Pekar’s appearances on Letterman used to make me squirm because Dave, still in his snide older-brother mode, always treated Harvey as an oddball to be goofed on rather than as a man with something to say. And that scenario has eerily repeated itself during the film’s PR blitz. When Pekar appeared on Charlie Rose, its ever-lazy host (who evidently hadn’t seen the movie) pulled a Letterman, greeting his guest’s answers with the giggles he normally saves for guys like Jackie Chan whose English is hard to follow. He didn’t take him seriously, not even when Pekar said that all he wanted from life was enough money to have a decent retirement and send his stepdaughter to college. Charlie’s whole attitude was, What a character.
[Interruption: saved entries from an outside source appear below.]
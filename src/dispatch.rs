//! Dispatcher
//!
//! Resolves an operation name against the registry, checks the raw JSON
//! arguments against the declaration and runs the handler.

use serde_json::Value;
use tracing::{debug, warn};

use crate::error::{DispatchError, OperationKind};
use crate::registry::{ArgValue, Arguments, Handler, OperationDeclaration, PromptMessage, Registry};

/// A single tool call, already decoded into typed arguments
#[derive(Debug, Clone, PartialEq)]
pub struct Invocation {
    pub name: String,
    pub arguments: Arguments,
}

impl Invocation {
    pub fn new(name: impl Into<String>, arguments: Arguments) -> Self {
        Self {
            name: name.into(),
            arguments,
        }
    }
}

/// Routes calls to the handlers of an injected registry
#[derive(Debug, Clone)]
pub struct Dispatcher {
    registry: Registry,
}

impl Dispatcher {
    pub fn new(registry: Registry) -> Self {
        Self { registry }
    }

    pub fn registry(&self) -> &Registry {
        &self.registry
    }

    /// Call a tool with the arguments as they came off the wire
    pub fn call_tool(&self, name: &str, raw: &Value) -> Result<String, DispatchError> {
        let result = self
            .tool_declaration(name)
            .and_then(|decl| validate(decl, raw))
            .and_then(|arguments| self.run_tool(name, &arguments));
        log_outcome(OperationKind::Tool, name, &result);
        result
    }

    /// Call a tool with arguments that were typed elsewhere (CLI, tests)
    pub fn dispatch(&self, invocation: &Invocation) -> Result<String, DispatchError> {
        let result = self
            .tool_declaration(&invocation.name)
            .and_then(|decl| check(decl, &invocation.arguments))
            .and_then(|_| self.run_tool(&invocation.name, &invocation.arguments));
        log_outcome(OperationKind::Tool, &invocation.name, &result);
        result
    }

    /// Render a prompt with the arguments as they came off the wire
    pub fn get_prompt(&self, name: &str, raw: &Value) -> Result<Vec<PromptMessage>, DispatchError> {
        let result = self
            .prompt_declaration(name)
            .and_then(|decl| validate(decl, raw))
            .and_then(|arguments| render(&self.registry, name, &arguments));
        log_outcome(OperationKind::Prompt, name, &result);
        result
    }

    fn tool_declaration(&self, name: &str) -> Result<&OperationDeclaration, DispatchError> {
        self.registry
            .get_tool(name)
            .map(|e| &e.declaration)
            .ok_or_else(|| self.registry.unknown(OperationKind::Tool, name))
    }

    fn prompt_declaration(&self, name: &str) -> Result<&OperationDeclaration, DispatchError> {
        self.registry
            .get_prompt(name)
            .map(|e| &e.declaration)
            .ok_or_else(|| self.registry.unknown(OperationKind::Prompt, name))
    }

    fn run_tool(&self, name: &str, arguments: &Arguments) -> Result<String, DispatchError> {
        match self.registry.get_tool(name).map(|e| e.handler) {
            Some(Handler::Tool(f)) => f(&self.registry, arguments),
            _ => Err(self.registry.unknown(OperationKind::Tool, name)),
        }
    }
}

/// Look up a prompt, check its typed arguments and render it.
///
/// Used by the `prompts/get` path and by tools that render prompts, so the
/// prompt's own required arguments are checked independently of the tool's.
pub fn render_prompt(
    registry: &Registry,
    name: &str,
    arguments: &Arguments,
) -> Result<Vec<PromptMessage>, DispatchError> {
    let entry = registry
        .get_prompt(name)
        .ok_or_else(|| registry.unknown(OperationKind::Prompt, name))?;
    check(&entry.declaration, arguments)?;
    render(registry, name, arguments)
}

fn render(
    registry: &Registry,
    name: &str,
    arguments: &Arguments,
) -> Result<Vec<PromptMessage>, DispatchError> {
    match registry.get_prompt(name).map(|e| e.handler) {
        Some(Handler::Prompt(f)) => f(arguments),
        _ => Err(registry.unknown(OperationKind::Prompt, name)),
    }
}

/// Turn a raw JSON argument object into typed arguments.
///
/// Declared parameters are checked in declaration order and the first
/// failure is returned. `null` counts as absent. Undeclared scalars are
/// kept; undeclared non-scalars are remembered as unsupported so a later
/// [`check`] reports them as malformed rather than missing.
pub fn validate(decl: &OperationDeclaration, raw: &Value) -> Result<Arguments, DispatchError> {
    let empty = serde_json::Map::new();
    let object = match raw {
        Value::Null => &empty,
        Value::Object(map) => map,
        _ => {
            return Err(DispatchError::MalformedArgument {
                name: "arguments".to_string(),
                expected: "object".to_string(),
            })
        }
    };

    let mut arguments = Arguments::new();

    for spec in &decl.params {
        match object.get(&spec.name) {
            None | Some(Value::Null) => {
                if spec.required {
                    return Err(DispatchError::missing(&spec.name));
                }
            }
            Some(value) => match ArgValue::from_json(value) {
                Some(v) if v.param_type() == spec.param_type => arguments.insert(&spec.name, v),
                _ => {
                    return Err(DispatchError::MalformedArgument {
                        name: spec.name.clone(),
                        expected: spec.param_type.to_string(),
                    })
                }
            },
        }
    }

    for (key, value) in object {
        if decl.params.iter().any(|p| &p.name == key) {
            continue;
        }
        match ArgValue::from_json(value) {
            Some(v) => arguments.insert(key.clone(), v),
            None if value.is_null() => {}
            None => arguments.mark_unsupported(key.clone()),
        }
    }

    Ok(arguments)
}

/// Same rules as [`validate`] for arguments that are already typed
pub fn check(decl: &OperationDeclaration, arguments: &Arguments) -> Result<(), DispatchError> {
    for spec in &decl.params {
        match arguments.get(&spec.name) {
            None if arguments.is_unsupported(&spec.name) => {
                return Err(DispatchError::MalformedArgument {
                    name: spec.name.clone(),
                    expected: spec.param_type.to_string(),
                })
            }
            None if spec.required => return Err(DispatchError::missing(&spec.name)),
            Some(v) if v.param_type() != spec.param_type => {
                return Err(DispatchError::MalformedArgument {
                    name: spec.name.clone(),
                    expected: spec.param_type.to_string(),
                })
            }
            _ => {}
        }
    }
    Ok(())
}

fn log_outcome<T>(kind: OperationKind, name: &str, result: &Result<T, DispatchError>) {
    match result {
        Ok(_) => debug!(%kind, name, "Dispatch succeeded"),
        Err(e) => warn!(%kind, name, error = %e, "Dispatch failed"),
    }
}

#[cfg(test)]
mod tests {
    use serde_json::json;

    use super::*;
    use crate::registry::ParameterSpec;

    fn echo(_: &Registry, args: &Arguments) -> Result<String, DispatchError> {
        Ok(format!("{} {}", args.require_str("s")?, args.get_number("n").unwrap_or(0.0)))
    }

    fn panicking(_: &Registry, _: &Arguments) -> Result<String, DispatchError> {
        panic!("handler must not run when validation fails");
    }

    fn dispatcher() -> Dispatcher {
        let mut registry = Registry::new();
        registry.register(
            OperationDeclaration::new("echo", "Echo")
                .param(ParameterSpec::string("s", "text").required())
                .param(ParameterSpec::number("n", "number")),
            Handler::Tool(echo),
        );
        registry.register(
            OperationDeclaration::new("guarded", "Never runs on bad input")
                .param(ParameterSpec::string("a", "a").required())
                .param(ParameterSpec::number("b", "b").required()),
            Handler::Tool(panicking),
        );
        Dispatcher::new(registry)
    }

    #[test]
    fn test_unknown_tool_lists_names() {
        let err = dispatcher().call_tool("nope", &json!({})).unwrap_err();
        match &err {
            DispatchError::UnknownOperation { name, available, .. } => {
                assert_eq!(name, "nope");
                let names: Vec<_> = available.iter().map(|(n, _)| n.as_str()).collect();
                assert_eq!(names, vec!["echo", "guarded"]);
            }
            other => panic!("unexpected error: {other:?}"),
        }
        assert!(err.to_string().contains("- echo: Echo"));
    }

    #[test]
    fn test_missing_required_argument_stops_before_handler() {
        let err = dispatcher().call_tool("guarded", &json!({"b": 1})).unwrap_err();
        assert_eq!(err, DispatchError::missing("a"));
    }

    #[test]
    fn test_first_failure_in_declaration_order() {
        let err = dispatcher().call_tool("guarded", &json!({"a": 5})).unwrap_err();
        assert_eq!(
            err,
            DispatchError::MalformedArgument {
                name: "a".to_string(),
                expected: "string".to_string(),
            }
        );
    }

    #[test]
    fn test_optional_argument_type_checked() {
        let err = dispatcher()
            .call_tool("echo", &json!({"s": "x", "n": "not a number"}))
            .unwrap_err();
        assert!(matches!(err, DispatchError::MalformedArgument { ref name, .. } if name == "n"));
    }

    #[test]
    fn test_null_counts_as_absent() {
        let out = dispatcher().call_tool("echo", &json!({"s": "x", "n": null})).unwrap();
        assert_eq!(out, "x 0");

        let err = dispatcher().call_tool("echo", &json!({"s": null})).unwrap_err();
        assert_eq!(err, DispatchError::missing("s"));
    }

    #[test]
    fn test_non_object_arguments() {
        let err = dispatcher().call_tool("echo", &json!([1, 2])).unwrap_err();
        assert!(matches!(err, DispatchError::MalformedArgument { ref name, .. } if name == "arguments"));

        // absent arguments behave like an empty object
        let err = dispatcher().call_tool("echo", &Value::Null).unwrap_err();
        assert_eq!(err, DispatchError::missing("s"));
    }

    #[test]
    fn test_undeclared_scalars_pass_through() {
        let decl = OperationDeclaration::new("t", "t");
        let args = validate(
            &decl,
            &json!({"extra": "v", "num": 3, "nested": {"a": 1}, "gone": null}),
        )
        .unwrap();
        assert_eq!(args.get_str("extra"), Some("v"));
        assert_eq!(args.get_number("num"), Some(3.0));
        assert!(args.get("nested").is_none());
        assert!(args.is_unsupported("nested"));
        assert!(!args.is_unsupported("gone"));
    }

    #[test]
    fn test_forwarded_non_scalar_is_malformed_not_missing() {
        let prompt = OperationDeclaration::new("p", "p")
            .param(ParameterSpec::string("code", "code").required());
        let tool = OperationDeclaration::new("t", "t");

        for value in [json!(true), json!({"a": 1}), json!([1])] {
            let forwarded = validate(&tool, &json!({ "code": value })).unwrap();
            assert_eq!(
                check(&prompt, &forwarded).unwrap_err(),
                DispatchError::MalformedArgument {
                    name: "code".to_string(),
                    expected: "string".to_string(),
                }
            );
        }
    }

    #[test]
    fn test_dispatch_typed_invocation() {
        let d = dispatcher();
        let ok = Invocation::new(
            "echo",
            Arguments::new()
                .with("s", ArgValue::String("hi".to_string()))
                .with("n", ArgValue::Number(2.0)),
        );
        assert_eq!(d.dispatch(&ok).unwrap(), "hi 2");

        let bad = Invocation::new("guarded", Arguments::new());
        assert_eq!(d.dispatch(&bad).unwrap_err(), DispatchError::missing("a"));
    }

    #[test]
    fn test_unknown_prompt() {
        let err = dispatcher().get_prompt("missing", &json!({})).unwrap_err();
        assert!(matches!(
            err,
            DispatchError::UnknownOperation { kind: OperationKind::Prompt, .. }
        ));
    }
}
Although American Splendor is innocent of such condescension, it’s very much the product of a culture obsessed with winners and losers. Harvey Pekar has the stuff of a great ’70s movie loner whose alienation should offer a snapshot of a whole society — he’s equal parts Ratso Rizzo, The Conversation’s Harry Caul and The Man Who Fell to Earth. But along the way, this story of an ordinary guy becomes a Bush Era fantasy in which the unhappy outsider not only winds up with a family but wins the media sweepstakes. No wonder people like it. A Rocky Balboa for today’s bohemian, Harvey becomes an American Idol starring in a movie about himself, a job that even Arnold Schwarzenegger would find fantastic.